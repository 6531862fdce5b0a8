//! Pending operation ledger.
//!
//! A [`PendingOperationEntry`] is the durable record of one in-flight,
//! multi-step change. The `record_*` helpers append an action, fix the entry's
//! operation type on first use and claim the affected entity by setting its
//! pending marker; [`PendingOperationEntry::finalize`] releases the claim.
//! The entry is deleted once its operation completes: there is no "done"
//! status.

use std::fmt;
use std::time::{SystemTime, UNIX_EPOCH};

use serde::{Deserialize, Serialize};
use thiserror::Error;

use crate::db::{Bucket, DbError, Record, Tx};
use crate::entities::{
    BlockVolumeEntry, BrickEntry, DeviceEntry, PendingEntity, PendingMarker, VolumeEntry,
};
use crate::ids::generate_id;

pub mod purge;
pub mod query;
pub mod reset;

/// Kind of multi-step change a ledger entry describes.
#[derive(Clone, Copy, Debug, Default, Deserialize, Eq, Hash, Ord, PartialEq, PartialOrd, Serialize)]
#[serde(rename_all = "snake_case")]
pub enum OperationType {
    /// No action recorded yet.
    #[default]
    Unknown,
    /// Creating a volume.
    CreateVolume,
    /// Deleting a volume.
    DeleteVolume,
    /// Growing a volume.
    ExpandVolume,
    /// Creating a block volume, possibly with a new hosting volume.
    CreateBlockVolume,
    /// Deleting a block volume.
    DeleteBlockVolume,
    /// Evacuating a device.
    RemoveDevice,
    /// Cloning a volume.
    CloneVolume,
}

impl fmt::Display for OperationType {
    fn fmt(&self, f: &mut fmt::Formatter<'_>) -> fmt::Result {
        let label = match self {
            Self::Unknown => "unknown",
            Self::CreateVolume => "create-volume",
            Self::DeleteVolume => "delete-volume",
            Self::ExpandVolume => "expand-volume",
            Self::CreateBlockVolume => "create-block-volume",
            Self::DeleteBlockVolume => "delete-block-volume",
            Self::RemoveDevice => "remove-device",
            Self::CloneVolume => "clone-volume",
        };
        f.write_str(label)
    }
}

/// Change applied to a single entity by an operation.
#[derive(Clone, Copy, Debug, Deserialize, Eq, Hash, Ord, PartialEq, PartialOrd, Serialize)]
#[serde(rename_all = "snake_case")]
pub enum ChangeType {
    /// A brick is being created.
    AddBrick,
    /// A volume is being created.
    AddVolume,
    /// A brick is being deleted.
    DeleteBrick,
    /// A volume is being deleted.
    DeleteVolume,
    /// A volume is being grown.
    ExpandVolume,
    /// A block volume is being created.
    AddBlockVolume,
    /// A block volume is being deleted.
    DeleteBlockVolume,
    /// A device is being evacuated.
    RemoveDevice,
    /// A volume is the source of a clone.
    CloneVolume,
    /// A volume is being snapshotted.
    SnapshotVolume,
    /// A volume is being created as a clone.
    AddVolumeClone,
}

/// Typed payload attached to an action.
#[derive(Clone, Copy, Debug, Deserialize, Eq, PartialEq, Serialize)]
#[serde(rename_all = "snake_case")]
pub enum ActionDelta {
    /// Size increase in GiB.
    SizeGib(u64),
}

/// One entity touched by an operation.
#[derive(Clone, Debug, Deserialize, Eq, PartialEq, Serialize)]
pub struct PendingOperationAction {
    /// Change applied to the entity.
    pub change: ChangeType,
    /// Affected entity id.
    pub id: String,
    /// Optional payload.
    #[serde(default, skip_serializing_if = "Option::is_none")]
    pub delta: Option<ActionDelta>,
}

/// Reaping eligibility of a ledger entry.
#[derive(Clone, Copy, Debug, Default, Deserialize, Eq, PartialEq, Serialize)]
pub enum OperationStatus {
    /// Owned by a running operation.
    #[default]
    #[serde(rename = "")]
    New,
    /// The owning process probably died.
    #[serde(rename = "stale")]
    Stale,
    /// Rollback or cleanup failed.
    #[serde(rename = "failed")]
    Failed,
}

impl fmt::Display for OperationStatus {
    fn fmt(&self, f: &mut fmt::Formatter<'_>) -> fmt::Result {
        f.write_str(match self {
            Self::New => "new",
            Self::Stale => "stale",
            Self::Failed => "failed",
        })
    }
}

/// Errors raised while recording or persisting ledger entries.
#[derive(Clone, Debug, Error, Eq, PartialEq)]
pub enum LedgerError {
    /// Raised when an entry would describe two operation kinds.
    #[error("pending operation {id} is a {current} operation, cannot record {requested}")]
    TypeConflict {
        /// Entry identifier.
        id: String,
        /// Type already recorded.
        current: OperationType,
        /// Type implied by the new record.
        requested: OperationType,
    },
    /// Raised when saving an entry with actions but no type.
    #[error("pending operation {id} has actions but no operation type")]
    MissingType {
        /// Entry identifier.
        id: String,
    },
    /// Raised when an entity is already claimed by another operation.
    #[error("{id} is already owned by pending operation {owner}")]
    AlreadyOwned {
        /// Entity identifier.
        id: String,
        /// Owning operation.
        owner: String,
    },
    /// Store access failed.
    #[error(transparent)]
    Db(#[from] DbError),
}

/// Current wall clock time in Unix seconds.
#[must_use]
pub fn unix_now() -> i64 {
    SystemTime::now()
        .duration_since(UNIX_EPOCH)
        .map_or(0, |elapsed| i64::try_from(elapsed.as_secs()).unwrap_or(i64::MAX))
}

/// Durable record of an in-flight operation.
#[derive(Clone, Debug, Deserialize, Eq, PartialEq, Serialize)]
pub struct PendingOperationEntry {
    /// Entry identifier.
    pub id: String,
    /// Operation kind, fixed by the first primary record.
    #[serde(rename = "type")]
    pub op_type: OperationType,
    /// Creation time in Unix seconds.
    pub timestamp: i64,
    /// Entities touched, in recording order.
    pub actions: Vec<PendingOperationAction>,
    /// Reaping eligibility.
    #[serde(default)]
    pub status: OperationStatus,
}

impl Record for PendingOperationEntry {
    const BUCKET: Bucket = Bucket::PendingOperation;

    fn record_id(&self) -> &str {
        &self.id
    }
}

impl Default for PendingOperationEntry {
    fn default() -> Self {
        Self::new()
    }
}

impl PendingOperationEntry {
    /// Creates an empty entry with a fresh id, timestamped now.
    #[must_use]
    pub fn new() -> Self {
        Self::with_id(generate_id())
    }

    /// Creates an empty entry with the given id, timestamped now.
    #[must_use]
    pub fn with_id(id: impl Into<String>) -> Self {
        Self {
            id: id.into(),
            op_type: OperationType::Unknown,
            timestamp: unix_now(),
            actions: Vec::new(),
            status: OperationStatus::New,
        }
    }

    /// Overrides the creation time.
    #[must_use]
    pub const fn at(mut self, timestamp: i64) -> Self {
        self.timestamp = timestamp;
        self
    }

    /// Loads the entry stored under `id`.
    ///
    /// # Errors
    ///
    /// Returns [`DbError::NotFound`] when no such entry exists.
    pub fn load(tx: &Tx<'_>, id: &str) -> Result<Self, DbError> {
        tx.load(id)
    }

    /// Lists every ledger entry id.
    ///
    /// # Errors
    ///
    /// Returns the store error when the ledger cannot be read.
    pub fn list(tx: &Tx<'_>) -> Result<Vec<String>, DbError> {
        tx.ids::<Self>()
    }

    /// Persists the entry.
    ///
    /// # Errors
    ///
    /// Returns [`LedgerError::MissingType`] when actions exist without a type,
    /// or the store error.
    pub fn save(&self, tx: &mut Tx<'_>) -> Result<(), LedgerError> {
        if !self.actions.is_empty() && self.op_type == OperationType::Unknown {
            return Err(LedgerError::MissingType {
                id: self.id.clone(),
            });
        }
        tx.save(self)?;
        Ok(())
    }

    /// Removes the entry from the store and clears its in-memory type and
    /// actions so the value cannot be saved again by mistake.
    ///
    /// # Errors
    ///
    /// Returns the store error; a missing entry is not an error.
    pub fn delete(&mut self, tx: &mut Tx<'_>) -> Result<(), DbError> {
        self.op_type = OperationType::Unknown;
        self.actions.clear();
        match tx.delete::<Self>(&self.id) {
            Ok(()) | Err(DbError::NotFound { .. }) => Ok(()),
            Err(err) => Err(err),
        }
    }

    /// Ids of entities touched with `change`, in recording order.
    pub fn ids_for(&self, change: ChangeType) -> impl Iterator<Item = &str> {
        self.actions
            .iter()
            .filter(move |action| action.change == change)
            .map(|action| action.id.as_str())
    }

    /// First action with `change`, if any.
    #[must_use]
    pub fn first_action(&self, change: ChangeType) -> Option<&PendingOperationAction> {
        self.actions.iter().find(|action| action.change == change)
    }

    fn set_type(&mut self, requested: OperationType) -> Result<(), LedgerError> {
        if self.op_type == OperationType::Unknown {
            self.op_type = requested;
            return Ok(());
        }
        if self.op_type == requested {
            return Ok(());
        }
        Err(LedgerError::TypeConflict {
            id: self.id.clone(),
            current: self.op_type,
            requested,
        })
    }

    fn claim<E: PendingEntity>(&self, entity: &mut E) -> Result<(), LedgerError> {
        if let Some(owner) = entity.pending().owner()
            && owner != self.id
        {
            return Err(LedgerError::AlreadyOwned {
                id: entity.entity_id().to_owned(),
                owner: owner.to_owned(),
            });
        }
        *entity.pending_mut() = PendingMarker::OwnedBy(self.id.clone());
        Ok(())
    }

    fn record<E: PendingEntity>(
        &mut self,
        entity: &mut E,
        change: ChangeType,
        op_type: Option<OperationType>,
        delta: Option<ActionDelta>,
    ) -> Result<(), LedgerError> {
        self.claim(entity)?;
        if let Some(requested) = op_type {
            self.set_type(requested)?;
        }
        self.actions.push(PendingOperationAction {
            change,
            id: entity.entity_id().to_owned(),
            delta,
        });
        Ok(())
    }

    /// Records a new volume.
    ///
    /// # Errors
    ///
    /// Returns [`LedgerError`] on a type conflict or foreign ownership.
    pub fn record_add_volume(&mut self, vol: &mut VolumeEntry) -> Result<(), LedgerError> {
        self.record(vol, ChangeType::AddVolume, Some(OperationType::CreateVolume), None)
    }

    /// Records a new block-hosting volume created on behalf of a block volume.
    /// Does not fix the operation type.
    ///
    /// # Errors
    ///
    /// Returns [`LedgerError`] on foreign ownership.
    pub fn record_add_hosting_volume(&mut self, vol: &mut VolumeEntry) -> Result<(), LedgerError> {
        self.record(vol, ChangeType::AddVolume, None, None)
    }

    /// Records a new brick.
    ///
    /// # Errors
    ///
    /// Returns [`LedgerError`] on foreign ownership.
    pub fn record_add_brick(&mut self, brick: &mut BrickEntry) -> Result<(), LedgerError> {
        self.record(brick, ChangeType::AddBrick, None, None)
    }

    /// Records a brick for deletion.
    ///
    /// # Errors
    ///
    /// Returns [`LedgerError`] on foreign ownership.
    pub fn record_delete_brick(&mut self, brick: &mut BrickEntry) -> Result<(), LedgerError> {
        self.record(brick, ChangeType::DeleteBrick, None, None)
    }

    /// Records a volume for deletion.
    ///
    /// # Errors
    ///
    /// Returns [`LedgerError`] on a type conflict or foreign ownership.
    pub fn record_delete_volume(&mut self, vol: &mut VolumeEntry) -> Result<(), LedgerError> {
        self.record(vol, ChangeType::DeleteVolume, Some(OperationType::DeleteVolume), None)
    }

    /// Records growth of `vol` by `size_gib`.
    ///
    /// # Errors
    ///
    /// Returns [`LedgerError`] on a type conflict or foreign ownership.
    pub fn record_expand_volume(
        &mut self,
        vol: &mut VolumeEntry,
        size_gib: u64,
    ) -> Result<(), LedgerError> {
        self.record(
            vol,
            ChangeType::ExpandVolume,
            Some(OperationType::ExpandVolume),
            Some(ActionDelta::SizeGib(size_gib)),
        )
    }

    /// Records a new block volume.
    ///
    /// # Errors
    ///
    /// Returns [`LedgerError`] on a type conflict or foreign ownership.
    pub fn record_add_block_volume(
        &mut self,
        bvol: &mut BlockVolumeEntry,
    ) -> Result<(), LedgerError> {
        self.record(
            bvol,
            ChangeType::AddBlockVolume,
            Some(OperationType::CreateBlockVolume),
            None,
        )
    }

    /// Records a block volume for deletion.
    ///
    /// # Errors
    ///
    /// Returns [`LedgerError`] on a type conflict or foreign ownership.
    pub fn record_delete_block_volume(
        &mut self,
        bvol: &mut BlockVolumeEntry,
    ) -> Result<(), LedgerError> {
        self.record(
            bvol,
            ChangeType::DeleteBlockVolume,
            Some(OperationType::DeleteBlockVolume),
            None,
        )
    }

    /// Records the source volume of a clone.
    ///
    /// # Errors
    ///
    /// Returns [`LedgerError`] on a type conflict or foreign ownership.
    pub fn record_clone_volume(&mut self, vol: &mut VolumeEntry) -> Result<(), LedgerError> {
        self.record(vol, ChangeType::CloneVolume, Some(OperationType::CloneVolume), None)
    }

    /// Records the volume created by a clone.
    ///
    /// # Errors
    ///
    /// Returns [`LedgerError`] on foreign ownership.
    pub fn record_add_volume_clone(&mut self, vol: &mut VolumeEntry) -> Result<(), LedgerError> {
        self.record(vol, ChangeType::AddVolumeClone, None, None)
    }

    /// Records a device evacuation. Devices carry no pending marker; the
    /// ledger action alone links the entry to the device.
    ///
    /// # Errors
    ///
    /// Returns [`LedgerError::TypeConflict`] when the entry already has
    /// another type.
    pub fn record_remove_device(&mut self, device: &DeviceEntry) -> Result<(), LedgerError> {
        self.set_type(OperationType::RemoveDevice)?;
        self.actions.push(PendingOperationAction {
            change: ChangeType::RemoveDevice,
            id: device.id.clone(),
            delta: None,
        });
        Ok(())
    }

    /// Releases `entity` from this operation. The ledger entry itself is not
    /// touched.
    pub fn finalize<E: PendingEntity>(&self, entity: &mut E) {
        if entity.pending().is_owned_by(&self.id) {
            *entity.pending_mut() = PendingMarker::Unowned;
        }
    }
}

_ _ _

* What is required
Reproduce the entries above exactly, starting at their first line and finishing with the line that contains "use thiserror::Error;".

* Response to this task
repository 6531862fdce5b0a8
//! Pending operation ledger.
//!
//! A [`PendingOperationEntry`] is the durable record of one in-flight,
//! multi-step change. The `record_*` helpers append an action, fix the entry's
//! operation type on first use and claim the affected entity by setting its
//! pending marker; [`PendingOperationEntry::finalize`] releases the claim.
//! The entry is deleted once its operation completes: there is no "done"
//! status.

use std::fmt;
use std::time::{SystemTime, UNIX_EPOCH};

use serde::{Deserialize, Serialize};
use thiserror::Error;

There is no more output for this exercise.